Signing with his old club, the Brumbies, he is preparing to take over from Joe Powell, who is off contract at the end of the 2020 season.
White’s signing seemingly spells the end of Powell’s fortuitous career at the Brumbies throughout which he earned three representative caps, debuting for the Wallabies against Fiji in 2017. With a cloud of uncertainty hanging over the future of his playing career, Powell has stepped up to the plate and taken advantage of the unfortunate COVID-19 circumstances.
The reformed Super Rugby AU competition has provided Joe Powell with a platform to advertise his savvy scrumhalf talents in the hope to spark interest from prospective clubs. If Powell’s 2020 rugby season has demonstrated anything to these clubs, it’s the sheer dogged determination that he possesses. Selfless play and close support after tackle busts have remained a central feature of his style.
There is no doubt that Powell’s skill would be a valuable inclusion to any club looking to strengthen their scrumhalf position. However, with the uncertain COVID-19 circumstances inhibiting travel and ensuring the process of acquiring international players is becoming increasingly strenuous for both parties, a potential move overseas could prove challenging.
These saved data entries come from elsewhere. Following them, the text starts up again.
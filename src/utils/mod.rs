/*
 * SPDX-FileCopyrightText: 2026 The pagerank-pools authors
 *
 * SPDX-License-Identifier: Apache-2.0 OR LGPL-2.1-or-later
 */

//! Miscellaneous utilities.

mod granularity;
pub use granularity::*;

pub mod partition;
pub mod sync;
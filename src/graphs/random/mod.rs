/*
 * SPDX-FileCopyrightText: 2026 The pagerank-pools authors
 *
 * SPDX-License-Identifier: Apache-2.0 OR LGPL-2.1-or-later
 */

//! Seeded random graph generators.
//!
//! Both generators are deterministic given their seed, and neither produces
//! loops.

mod er;
pub use er::ErdosRenyi;

mod uniform_arcs;
pub use uniform_arcs::UniformArcs;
As I see it, Joe Powell has three options.
Option one: Reimburse the faith
The first option for Joe Powell would be to reimburse the faith that the Brumbies invested in him by continuing to play his best in the hope to stay at the club for his post-2020 playing career. However, accepting a deal to remain at the club ensures that he would need to compete for the starting spot with seasoned scrumhalf, Nic White. Furthermore, the stay option seems increasingly impractical with academy recruit Issak Fines appearing on pundits’ radars after executing a scrumhalf snipe against the Waratahs in the dying minutes of the game. While the option may seem like a step backwards in Powell’s career, with the COVID-19 circumstances creating increased uncertainty, it surely isn’t off the table as a viable alternative.
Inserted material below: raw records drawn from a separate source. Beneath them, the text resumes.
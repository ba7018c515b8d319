/*
 * SPDX-FileCopyrightText: 2026 The pagerank-pools authors
 *
 * SPDX-License-Identifier: Apache-2.0 OR LGPL-2.1-or-later
 */

//! The command-line interface.
//!
//! This module contains the argument groups shared by subcommands, the
//! formats used to store rank vectors, the logger setup, and one submodule
//! per subcommand.

use std::io::{BufRead, BufReader, BufWriter, Write};
use std::path::Path;
use std::time::{Duration, SystemTime};

use anyhow::{anyhow, bail, ensure, Context, Result};
use clap::{Args, Parser, Subcommand, ValueEnum};
use dsi_progress_logger::{progress_logger, ProgressLog};

use crate::graphs::dual_graph::DualGraph;
use crate::rank::prelude::*;
use crate::utils::Granularity;
use crate::FailurePolicy;

pub mod bench;
pub mod compare;
pub mod run;

/// Parses the number of threads from a string.
///
/// This function is meant to be used with `#[arg(...,  value_parser =
/// num_threads_parser)]`.
pub fn num_threads_parser(arg: &str) -> Result<usize> {
    let num_threads = arg.parse::<usize>()?;
    ensure!(num_threads > 0, "The number of threads must be positive");
    Ok(num_threads)
}

/// Shared CLI arguments for commands that specify a number of threads.
#[derive(Args, Debug)]
pub struct NumThreadsArg {
    #[arg(short = 'j', long, default_value_t = num_cpus::get().max(1), value_parser = num_threads_parser)]
    /// The number of worker threads of the parallel variants.
    pub num_threads: usize,
}

/// Shared CLI arguments for commands that specify a granularity.
#[derive(Args, Debug)]
pub struct GranularityArgs {
    #[arg(long, conflicts_with("node_granularity"))]
    /// The tentative number of arcs used to define the size of a task of the
    /// task-queue variant (advanced option).
    pub arc_granularity: Option<u64>,

    #[arg(long, conflicts_with("arc_granularity"))]
    /// The number of nodes in a task of the task-queue variant (default: 160,
    /// that is, ten cache lines of ranks).
    pub node_granularity: Option<usize>,
}

impl GranularityArgs {
    pub fn into_granularity(&self) -> Granularity {
        match (self.arc_granularity, self.node_granularity) {
            (Some(_), Some(_)) => unreachable!(),
            (Some(arc_granularity), None) => Granularity::Arcs(arc_granularity),
            (None, Some(node_granularity)) => Granularity::Nodes(node_granularity),
            (None, None) => Granularity::default(),
        }
    }
}

#[derive(Debug, Clone, Copy, PartialEq, Eq, ValueEnum)]
/// The PageRank variants.
pub enum VariantArg {
    /// Quadratic baseline.
    Serial,
    /// Sequential, one pass over the arcs per iteration.
    SinglePass,
    /// Parallel, blocks of nodes handed out through a task queue.
    TaskQueue,
    /// Parallel, fixed ranges of nodes synchronized by a barrier.
    Barrier,
}

impl From<VariantArg> for Variant {
    fn from(value: VariantArg) -> Self {
        match value {
            VariantArg::Serial => Variant::Serial,
            VariantArg::SinglePass => Variant::SinglePass,
            VariantArg::TaskQueue => Variant::TaskQueue,
            VariantArg::Barrier => Variant::Barrier,
        }
    }
}

#[derive(Debug, Clone, Copy, PartialEq, Eq, Default, ValueEnum)]
/// What to do when a solver fails.
pub enum FailurePolicyArg {
    /// Log the error and exit with status 1.
    #[default]
    Abort,
    /// Report the error through the normal error path.
    Propagate,
}

impl From<FailurePolicyArg> for FailurePolicy {
    fn from(value: FailurePolicyArg) -> Self {
        match value {
            FailurePolicyArg::Abort => FailurePolicy::Abort,
            FailurePolicyArg::Propagate => FailurePolicy::Propagate,
        }
    }
}

/// Shared CLI arguments for commands running solvers.
#[derive(Args, Debug)]
pub struct SolverArgs {
    #[arg(short, long, default_value_t = DEFAULT_DAMPING)]
    /// The damping factor, that is, the probability of a random jump (must be
    /// in the interval [0 . . 1]).
    pub damping: f64,

    #[arg(short, long, default_value_t = 100)]
    /// The number of iterations.
    pub iterations: usize,

    #[clap(flatten)]
    pub num_threads: NumThreadsArg,

    #[clap(flatten)]
    pub granularity: GranularityArgs,

    #[arg(long, value_enum, default_value_t = FailurePolicyArg::Abort)]
    /// What to do if a solver fails (e.g., a worker thread cannot be spawned).
    pub on_failure: FailurePolicyArg,
}

/// Runs the given variant on `graph` as specified by `args`, logging progress.
pub fn solve(
    global_args: &GlobalArgs,
    args: &SolverArgs,
    variant: Variant,
    graph: &DualGraph,
) -> Result<Box<[f32]>> {
    ensure!(
        (0.0..=1.0).contains(&args.damping),
        "The damping factor must be in [0 . . 1], got {}",
        args.damping
    );

    let mut pl = progress_logger![];
    if let Some(log_interval) = global_args.log_interval {
        pl.log_interval(log_interval);
    }

    let result = match variant {
        Variant::Serial => {
            let mut solver = SerialPageRank::new();
            solver.damping(args.damping);
            solver.solve_with_logging(graph, args.iterations, &mut pl)
        }
        Variant::SinglePass => {
            let mut solver = SinglePassPageRank::new();
            solver.damping(args.damping);
            solver.solve_with_logging(graph, args.iterations, &mut pl)
        }
        Variant::TaskQueue => {
            let mut solver = TaskQueuePageRank::new();
            solver
                .damping(args.damping)
                .num_threads(args.num_threads.num_threads)
                .granularity(args.granularity.into_granularity());
            solver.solve_with_logging(graph, args.iterations, &mut pl)
        }
        Variant::Barrier => {
            let mut solver = BarrierPageRank::new();
            solver
                .damping(args.damping)
                .num_threads(args.num_threads.num_threads);
            solver.solve_with_logging(graph, args.iterations, &mut pl)
        }
    };

    FailurePolicy::from(args.on_failure)
        .check(result)
        .with_context(|| format!("The {variant} solver failed"))
}

#[derive(Debug, Clone, Copy, PartialEq, Eq, ValueEnum)]
/// Formats for storing and loading rank vectors.
pub enum FloatVectorFormat {
    /// ASCII format, one float per line.
    Ascii,
    /// A JSON Array.
    Json,
}

impl FloatVectorFormat {
    /// Stores float values in the specified `path` using the format defined by
    /// `self`.
    ///
    /// `precision` will be used to truncate the float values to the specified
    /// number of decimal digits. If `None`, the shortest representation that
    /// parses back to the same value is used.
    pub fn store(&self, path: impl AsRef<Path>, values: &[f32], precision: Option<usize>) -> Result<()> {
        create_parent_dir(&path)?;
        let path_display = path.as_ref().display();
        let file = std::fs::File::create(&path)
            .with_context(|| format!("Could not create vector at {}", path_display))?;
        let mut file = BufWriter::new(file);

        match self {
            FloatVectorFormat::Ascii => {
                log::info!("Storing in ASCII format at {}", path_display);
                for word in values.iter() {
                    match precision {
                        None => writeln!(file, "{word}"),
                        Some(precision) => writeln!(file, "{word:.precision$}"),
                    }
                    .with_context(|| format!("Could not write vector to {}", path_display))?;
                }
            }
            FloatVectorFormat::Json => {
                log::info!("Storing in JSON format at {}", path_display);
                write!(file, "[")?;
                for (i, word) in values.iter().enumerate() {
                    let sep = if i == 0 { "" } else { ", " };
                    match precision {
                        None => write!(file, "{sep}{word}"),
                        Some(precision) => write!(file, "{sep}{word:.precision$}"),
                    }
                    .with_context(|| format!("Could not write vector to {}", path_display))?;
                }
                write!(file, "]")?;
            }
        }

        file.flush()
            .with_context(|| format!("Could not write vector to {}", path_display))
    }

    /// Loads float values from the specified `path` using the format defined
    /// by `self`.
    pub fn load(&self, path: impl AsRef<Path>) -> Result<Vec<f32>> {
        let path = path.as_ref();
        let path_display = path.display();
        let file =
            std::fs::File::open(path).with_context(|| format!("Could not open {}", path_display))?;
        let reader = BufReader::new(file);

        match self {
            FloatVectorFormat::Ascii => {
                log::info!("Loading ASCII format from {}", path_display);
                reader
                    .lines()
                    .enumerate()
                    .filter(|(_, line)| line.as_ref().map_or(true, |l| !l.trim().is_empty()))
                    .map(|(i, line)| {
                        let line = line.with_context(|| {
                            format!("Error reading line {} of {}", i + 1, path_display)
                        })?;
                        line.trim().parse::<f32>().map_err(|e| {
                            anyhow!("Error parsing line {} of {}: {}", i + 1, path_display, e)
                        })
                    })
                    .collect()
            }
            FloatVectorFormat::Json => {
                log::info!("Loading JSON format from {}", path_display);
                serde_json::from_reader(reader)
                    .with_context(|| format!("Could not parse JSON array in {}", path_display))
            }
        }
    }
}

/// Creates the directory that will contain `path`, if needed.
pub fn create_parent_dir(path: impl AsRef<Path>) -> Result<()> {
    match path.as_ref().parent() {
        Some(dir) if !dir.as_os_str().is_empty() => std::fs::create_dir_all(dir)
            .with_context(|| format!("Could not create directory {}", dir.display())),
        _ => Ok(()),
    }
}

/// Parses a duration such as `1m30s` or `1d2h3m4s567`.
///
/// Each number is followed by a unit among `d`, `h`, `m` and `s`; a
/// trailing number without a unit is in milliseconds.
fn parse_duration(value: &str) -> Result<Duration> {
    ensure!(!value.trim().is_empty(), "Empty duration");
    let mut duration = Duration::ZERO;
    let mut digits = String::new();
    for c in value.chars().filter(|c| !c.is_whitespace()) {
        if c.is_ascii_digit() {
            digits.push(c);
            continue;
        }
        let unit_secs = match c {
            's' => 1,
            'm' => 60,
            'h' => 60 * 60,
            'd' => 24 * 60 * 60,
            _ => bail!("Invalid duration unit {c:?} in {value:?}"),
        };
        let count = digits
            .parse::<u64>()
            .with_context(|| format!("Missing count before {c:?} in {value:?}"))?;
        duration += Duration::from_secs(count * unit_secs);
        digits.clear();
    }
    if !digits.is_empty() {
        duration += Duration::from_millis(digits.parse()?);
    }
    Ok(duration)
}

/// Initializes the `env_logger` logger with a custom format including
/// timestamps with elapsed time since initialization.
pub fn init_env_logger() -> Result<()> {
    use jiff::fmt::friendly::{Designator, Spacing, SpanPrinter};
    use jiff::SpanRound;

    let mut builder =
        env_logger::Builder::from_env(env_logger::Env::default().default_filter_or("info"));

    let start = std::time::Instant::now();
    let printer = SpanPrinter::new()
        .spacing(Spacing::None)
        .designator(Designator::Compact);
    let span_round = SpanRound::new()
        .largest(jiff::Unit::Day)
        .smallest(jiff::Unit::Millisecond)
        .days_are_24_hours();

    builder.format(move |buf, record| {
        let Ok(ts) = jiff::Timestamp::try_from(SystemTime::now()) else {
            return Err(std::io::Error::other("Failed to get timestamp"));
        };
        let style = buf.default_level_style(record.level());
        let elapsed = start.elapsed();
        let span = jiff::Span::new()
            .seconds(elapsed.as_secs() as i64)
            .milliseconds(elapsed.subsec_millis() as i64);
        let span = span.round(span_round).map_err(std::io::Error::other)?;
        writeln!(
            buf,
            "{} {} {style}{}{style:#} [{:?}] {} - {}",
            ts.strftime("%F %T%.3f"),
            printer.span_to_string(&span),
            record.level(),
            std::thread::current().id(),
            record.target(),
            record.args()
        )
    });
    builder.try_init()?;
    Ok(())
}

#[derive(Args, Debug)]
pub struct GlobalArgs {
    #[arg(long, value_parser = parse_duration, global=true, display_order = 1000)]
    /// How often to log progress (e.g., `30s` or `2m`; default 10s).
    pub log_interval: Option<Duration>,
}

#[derive(Subcommand, Debug)]
pub enum SubCommands {
    Bench(bench::CliArgs),
    Run(run::CliArgs),
    Compare(compare::CliArgs),
}

#[derive(Parser, Debug)]
#[command(name = "pagerank-pools", version)]
/// Serial and multithreaded PageRank over in-memory directed graphs.
///
/// Noteworthy environment variables:
///
/// - RUST_LOG: configuration for env_logger
///   <https://docs.rs/env_logger/latest/env_logger/>
pub struct Cli {
    #[command(subcommand)]
    pub command: SubCommands,
    #[clap(flatten)]
    pub args: GlobalArgs,
}

/// The entry point of the command-line interface.
pub fn cli_main<I, T>(args: I) -> Result<()>
where
    I: IntoIterator<Item = T>,
    T: Into<std::ffi::OsString> + Clone,
{
    let start = std::time::Instant::now();
    let cli = Cli::parse_from(args);
    match cli.command {
        SubCommands::Bench(args) => {
            bench::main(cli.args, args)?;
        }
        SubCommands::Run(args) => {
            run::main(cli.args, args)?;
        }
        SubCommands::Compare(args) => {
            compare::main(cli.args, args)?;
        }
    }

    log::info!(
        "The command took {}",
        format_elapsed(start.elapsed())
    );

    Ok(())
}

/// Formats an elapsed time as hours, minutes and seconds, omitting leading
/// zero units.
pub fn format_elapsed(elapsed: Duration) -> String {
    let secs = elapsed.as_secs();
    let (hours, minutes) = (secs / 3600, secs / 60 % 60);
    let seconds = elapsed.as_secs_f64() % 60.0;
    match (hours, minutes) {
        (0, 0) => format!("{seconds:.3}s"),
        (0, _) => format!("{minutes}m {seconds:.3}s"),
        _ => format!("{hours}h {minutes}m {seconds:.3}s"),
    }
}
Option two: A Rebels rebirth
If Powell’s aspirations involve remaining in Australia, it seems the Rebels would be in the best position to offer him an opportunity. However, the move heavily relies on the Rebels’ involvement in Rugby Australia’s plans for the future of the competition. Assuming they fall on the right side of these competition plans, a Powell signing would be almost guaranteed with two of their premier scrumhalves, Ryan Louwrens and Frank Lomani, linked to clubs overseas and open to negotiations about their playing futures. Despite a Rebels move being clouded with uncertainty, until we know the way forward for Australian rugby and the Rebels’ fate, it’s not off the table.
Option three: Follow in White’s footsteps
Perhaps the most likely of all options for Joe Powell is to sign with an international club that is willing to offer him a starting position and a chance to hone his skills. With Nic White returning to training at the Brumbies’ camp, there is no doubt Powell will be picking his brain and potentially wanting to follow in White’s footsteps. White’s career was in a very similar situation to Powell’s when he left for Montpellier in 2015. On the verge of an international opportunity with the Wallabies, White decided to focus on the style of rugby he wanted to play and moved to a club that offered that opportunity. No doubt Powell has noticed that White’s decision is paying dividends now, as he is the front-runner to don the Wallabies’ number nine jersey. Nic White may be an instrumental figure in Powell’s career-defining decision regarding his playing career beyond 2020.
While the options I have listed above are pure speculation, they are born out of admiration and respect. Regardless of where Joe Powell decides to go, there is no doubt in my mind that he will flourish and develop into a world-class scrumhalf. He would be a valuable inclusion to any squad and I wish to see him do well with his future playing endeavours.
I’m interested in what you think Powell’s future holds?